Costume Drama

batman and wonder woman

Whoa there, spaff weasels! You see, Kraken Junior’s school has announced that it’s celebrating the end of the summer term with a pirate party, for which Kraken Junior would like to dress as a rum-swilling, sabre-waving, plank-walking blaggard.  So far, so shiver me timbers. There’s just been one problem: my search for an eye-patch, sword and Johnny Depp demeanour has made me gawp like a pervert. Tell me, why in the festering staggerment of fuck do fancy dress costumes for women make them look like they want a jolly rogering?

Seriously, kraken-lovers, I had no idea that, when invited to a costume party, women had to dress as if they’re trying to break world records for giving strangers stiffies. In fact, for all of their assertions that they’re replicating superheroes, TV characters and rock stars most female fancy dress costumes make women look like one thing: cock-starved, lollipop-suckers who aren’t going home until they’ve been taken up the kryptonite by Superman in their host’s spare bedroom.

How in the juggling arse-cheeks of Satan’s teddy bear is this happening? I had no idea that rooting through t’web to find an eye-patch for a five year old would become a lesson in sexism. You see, when you check out fancy dress costumes for men you find characters that are muscular, silly, funny or scary but all of them are accurate representations of, say, Rambo or Scooby Doo. Also, invariably the bloke modelling these creations is acting the part by gurning like his character or grinning like he’s having so much fun he’s about to shit out his own kidneys.

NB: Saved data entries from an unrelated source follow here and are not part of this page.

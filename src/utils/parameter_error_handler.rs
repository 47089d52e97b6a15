//! 请求参数解析错误处理器
//!
//! 把 actix 默认的纯文本 4xx 响应替换成统一的 ApiResponse 格式。

use actix_web::error::{InternalError, JsonPayloadError, QueryPayloadError};
use actix_web::{Error, HttpRequest, HttpResponse};

use crate::models::{ApiResponse, ErrorCode};

/// JSON 请求体解析错误处理
pub fn json_error_handler(err: JsonPayloadError, _req: &HttpRequest) -> Error {
    let message = match &err {
        JsonPayloadError::ContentType => "Content-Type must be application/json".to_string(),
        JsonPayloadError::Deserialize(e) => format!("Invalid JSON body: {e}"),
        JsonPayloadError::Overflow { .. } | JsonPayloadError::OverflowKnownLength { .. } => {
            "JSON body too large".to_string()
        }
        other => format!("Invalid request body: {other}"),
    };

    let response =
        HttpResponse::BadRequest().json(ApiResponse::error_empty(ErrorCode::BadRequest, message));
    InternalError::from_response(err, response).into()
}

/// 查询参数解析错误处理
pub fn query_error_handler(err: QueryPayloadError, _req: &HttpRequest) -> Error {
    let message = match &err {
        QueryPayloadError::Deserialize(e) => format!("Invalid query parameters: {e}"),
        other => format!("Invalid query parameters: {other}"),
    };

    let response =
        HttpResponse::BadRequest().json(ApiResponse::error_empty(ErrorCode::BadRequest, message));
    InternalError::from_response(err, response).into()
}
use super::entities::Course;
use serde::Serialize;
use ts_rs::TS;

// 课程详情响应（带任课教师姓名与成绩记录数）
#[derive(Debug, Serialize, TS)]
#[ts(export, export_to = "../frontend/src/types/generated/course.ts")]
pub struct CourseResponse {
    pub course: Course,
    pub teacher_name: Option<String>,
    pub score_count: i64,
}

// 学期列表响应
#[derive(Debug, Serialize, TS)]
#[ts(export, export_to = "../frontend/src/types/generated/course.ts")]
pub struct SemesterListResponse {
    pub semesters: Vec<String>,
}
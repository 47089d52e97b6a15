use actix_web::{HttpRequest, HttpResponse, Result as ActixResult};

use super::{StatsService, engine};
use crate::models::stats::requests::CourseRankingParams;
use crate::models::stats::responses::CourseRankingResponse;
use crate::models::{ApiResponse, ErrorCode};

pub async fn course_ranking(
    service: &StatsService,
    request: &HttpRequest,
    course_id: i64,
    params: CourseRankingParams,
) -> ActixResult<HttpResponse> {
    let storage = service.get_storage(request);

    let course = match storage.get_course_by_id(course_id).await {
        Ok(Some(course)) => course,
        Ok(None) => {
            return Ok(HttpResponse::NotFound().json(ApiResponse::error_empty(
                ErrorCode::CourseNotFound,
                "Course not found",
            )));
        }
        Err(e) => {
            return Ok(
                HttpResponse::InternalServerError().json(ApiResponse::error_empty(
                    ErrorCode::InternalServerError,
                    format!("Failed to get course information: {e}"),
                )),
            );
        }
    };

    let details = match storage
        .find_scores_by_course(course_id, params.exam_type, params.class_id)
        .await
    {
        Ok(details) => details,
        Err(e) => {
            return Ok(
                HttpResponse::InternalServerError().json(ApiResponse::error_empty(
                    ErrorCode::InternalServerError,
                    format!("Failed to retrieve course scores: {e}"),
                )),
            );
        }
    };

    let response = CourseRankingResponse {
        course_id,
        course_name: course.course_name,
        entries: engine::rank_entries(&details),
    };

    Ok(HttpResponse::Ok().json(ApiResponse::success(
        response,
        "Course ranking retrieved successfully",
    )))
}
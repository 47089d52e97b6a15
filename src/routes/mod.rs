pub mod auth;

pub mod classes;

pub mod courses;

pub mod scores;

pub mod stats;

pub mod students;

pub mod teachers;

pub use auth::configure_auth_routes;
pub use classes::configure_classes_routes;
pub use courses::configure_courses_routes;
pub use scores::configure_scores_routes;
pub use stats::configure_stats_routes;
pub use students::configure_students_routes;
pub use teachers::configure_teachers_routes;
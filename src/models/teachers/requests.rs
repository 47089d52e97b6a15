use crate::models::common::PaginationQuery;
use serde::Deserialize;
use ts_rs::TS;

// 教师查询参数（来自HTTP请求）
#[derive(Debug, Deserialize, TS)]
#[ts(export, export_to = "../frontend/src/types/generated/teacher.ts")]
pub struct TeacherListParams {
    #[serde(flatten)]
    #[ts(flatten)]
    pub pagination: PaginationQuery,
    /// 按工号或姓名模糊搜索
    pub search: Option<String>,
    pub department: Option<String>,
}

// 教师创建请求
#[derive(Debug, Clone, Deserialize, TS)]
#[ts(export, export_to = "../frontend/src/types/generated/teacher.ts")]
pub struct CreateTeacherRequest {
    pub teacher_no: String,
    pub name: String,
    pub gender: Option<String>,
    pub phone: Option<String>,
    pub email: Option<String>,
    pub department: Option<String>,
    pub title: Option<String>,
}

// 教师列表查询参数（用于存储层）
#[derive(Debug, Clone, Deserialize, TS)]
#[ts(export, export_to = "../frontend/src/types/generated/teacher.ts")]
pub struct TeacherListQuery {
    pub page: Option<i64>,
    pub size: Option<i64>,
    pub search: Option<String>,
    pub department: Option<String>,
}

// 教师更新请求（工号不可修改）
#[derive(Debug, Clone, Deserialize, TS)]
#[ts(export, export_to = "../frontend/src/types/generated/teacher.ts")]
pub struct UpdateTeacherRequest {
    pub name: Option<String>,
    pub gender: Option<String>,
    pub phone: Option<String>,
    pub email: Option<String>,
    pub department: Option<String>,
    pub title: Option<String>,
}
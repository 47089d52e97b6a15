use super::entities::Teacher;
use serde::Serialize;
use ts_rs::TS;

// 教师详情响应（带所授课程数）
#[derive(Debug, Serialize, TS)]
#[ts(export, export_to = "../frontend/src/types/generated/teacher.ts")]
pub struct TeacherResponse {
    pub teacher: Teacher,
    pub course_count: i64,
}
pub mod shutdown;
pub mod startup;
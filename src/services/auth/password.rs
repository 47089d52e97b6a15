use actix_web::{HttpRequest, HttpResponse, Result as ActixResult};
use tracing::{error, info};

use crate::middlewares::RequireJWT;
use crate::models::auth::requests::ChangePasswordRequest;
use crate::models::users::requests::UpdateUserRequest;
use crate::models::{ApiResponse, ErrorCode};
use crate::utils::password::{hash_password, verify_password};
use crate::utils::validate::validate_password;

use super::AuthService;

pub async fn handle_change_password(
    service: &AuthService,
    change_request: ChangePasswordRequest,
    request: &HttpRequest,
) -> ActixResult<HttpResponse> {
    let storage = service.get_storage(request);

    let uid = match RequireJWT::extract_user_id(request) {
        Some(id) => id,
        None => {
            return Ok(HttpResponse::Unauthorized().json(ApiResponse::error_empty(
                ErrorCode::Unauthorized,
                "Unauthorized: missing user id",
            )));
        }
    };

    let user = match storage.get_user_by_id(uid).await {
        Ok(Some(user)) => user,
        Ok(None) => {
            return Ok(HttpResponse::NotFound().json(ApiResponse::error_empty(
                ErrorCode::UserNotFound,
                "User not found",
            )));
        }
        Err(e) => {
            return Ok(
                HttpResponse::InternalServerError().json(ApiResponse::error_empty(
                    ErrorCode::InternalServerError,
                    format!("Failed to get user information: {e}"),
                )),
            );
        }
    };

    // 旧密码必须匹配
    if !verify_password(&change_request.old_password, &user.password_hash) {
        return Ok(HttpResponse::BadRequest().json(ApiResponse::error_empty(
            ErrorCode::OldPasswordIncorrect,
            "Old password is incorrect",
        )));
    }

    // 新密码长度校验
    if let Err(msg) = validate_password(&change_request.new_password) {
        return Ok(HttpResponse::BadRequest().json(ApiResponse::error_empty(
            ErrorCode::PasswordTooShort,
            msg,
        )));
    }

    let password_hash = match hash_password(&change_request.new_password) {
        Ok(hash) => hash,
        Err(e) => {
            error!("Failed to hash new password: {}", e);
            return Ok(
                HttpResponse::InternalServerError().json(ApiResponse::error_empty(
                    ErrorCode::InternalServerError,
                    "Failed to process new password",
                )),
            );
        }
    };

    let update = UpdateUserRequest {
        password: Some(password_hash),
        status: None,
    };

    match storage.update_user(uid, update).await {
        Ok(Some(_)) => {
            info!("User {} changed password", user.username);
            Ok(HttpResponse::Ok().json(ApiResponse::success_empty("Password changed successfully")))
        }
        Ok(None) => Ok(HttpResponse::NotFound().json(ApiResponse::error_empty(
            ErrorCode::UserNotFound,
            "User not found",
        ))),
        Err(e) => Ok(
            HttpResponse::InternalServerError().json(ApiResponse::error_empty(
                ErrorCode::UserUpdateFailed,
                format!("Failed to change password: {e}"),
            )),
        ),
    }
}

/// 管理员将指定账户密码重置为初始密码
pub async fn handle_reset_password(
    service: &AuthService,
    user_id: i64,
    request: &HttpRequest,
) -> ActixResult<HttpResponse> {
    let storage = service.get_storage(request);
    let config = service.get_config();

    let password_hash = match hash_password(&config.auth.default_password) {
        Ok(hash) => hash,
        Err(e) => {
            error!("Failed to hash default password: {}", e);
            return Ok(
                HttpResponse::InternalServerError().json(ApiResponse::error_empty(
                    ErrorCode::InternalServerError,
                    "Failed to process default password",
                )),
            );
        }
    };

    let update = UpdateUserRequest {
        password: Some(password_hash),
        status: None,
    };

    match storage.update_user(user_id, update).await {
        Ok(Some(user)) => {
            info!("Password of user {} reset to default", user.username);
            Ok(HttpResponse::Ok().json(ApiResponse::success_empty(
                "Password reset to default successfully",
            )))
        }
        Ok(None) => Ok(HttpResponse::NotFound().json(ApiResponse::error_empty(
            ErrorCode::UserNotFound,
            "User not found",
        ))),
        Err(e) => Ok(
            HttpResponse::InternalServerError().json(ApiResponse::error_empty(
                ErrorCode::UserUpdateFailed,
                format!("Failed to reset password: {e}"),
            )),
        ),
    }
}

Yet when you wander through the fancy dress costumes for women you don’t find Princess Leia or Cleopatra so much as you find as a series of teenage wet dreams. Whoever the character, she’s dressed like she’s gagging for it with the model pouting so hard that you could snag a foot in her blow-job lips. Regardless of who the costume is trying to portray it’ll include a skirt the depth of a cheese string, a neckline like the Marianas Trench, a bare midriff or a silhouette tighter than sausage casing. In fact the costumes have all the accuracy of Iain Duncan Smith trotting out stats in the House of Commons. It’s less like buying a fancy dress costume and more like stock checking at Anne Summers.

Worse, I’m not talking about just sexy nurse outfits here. Shit, no. I’m talking about every type of female costume you can think of. Even nun costumes are cut to make women look like pole dancers. I mean, come on. Nuns are the most unsexy creatures you are ever going to meet. They spend their lives in penance, are married to God and don’t even get the bishop’s go-ahead to rub one out in the shower. Yet translate their wimples into party garb and they make Dita von Teese look like a length of two by four.

And OK, if you want to dress as, I dunno, a sexy Iggle Piggle, you go for it. The problem is that there’s no choice for those women who do not. One fancy dress website, which claims to the biggest in the UK, has pages of costumes for male and female pirates, yet while the men can chose from Captain Cuthroat, Plundering Pirate or Rum Smuggling Pirate women get to chose from High Seas Vixen, High Sea Babe, Mistress Pirate and Aye, Aye Admiral. The soldier section is no better. Men could snap up Camo Commando, American GI and Khaki Camo while women are left with General Mischief, Playboy Bootcamp Babe and Sexy Army Nurse. It’s like waking up in Sid James’ gusset.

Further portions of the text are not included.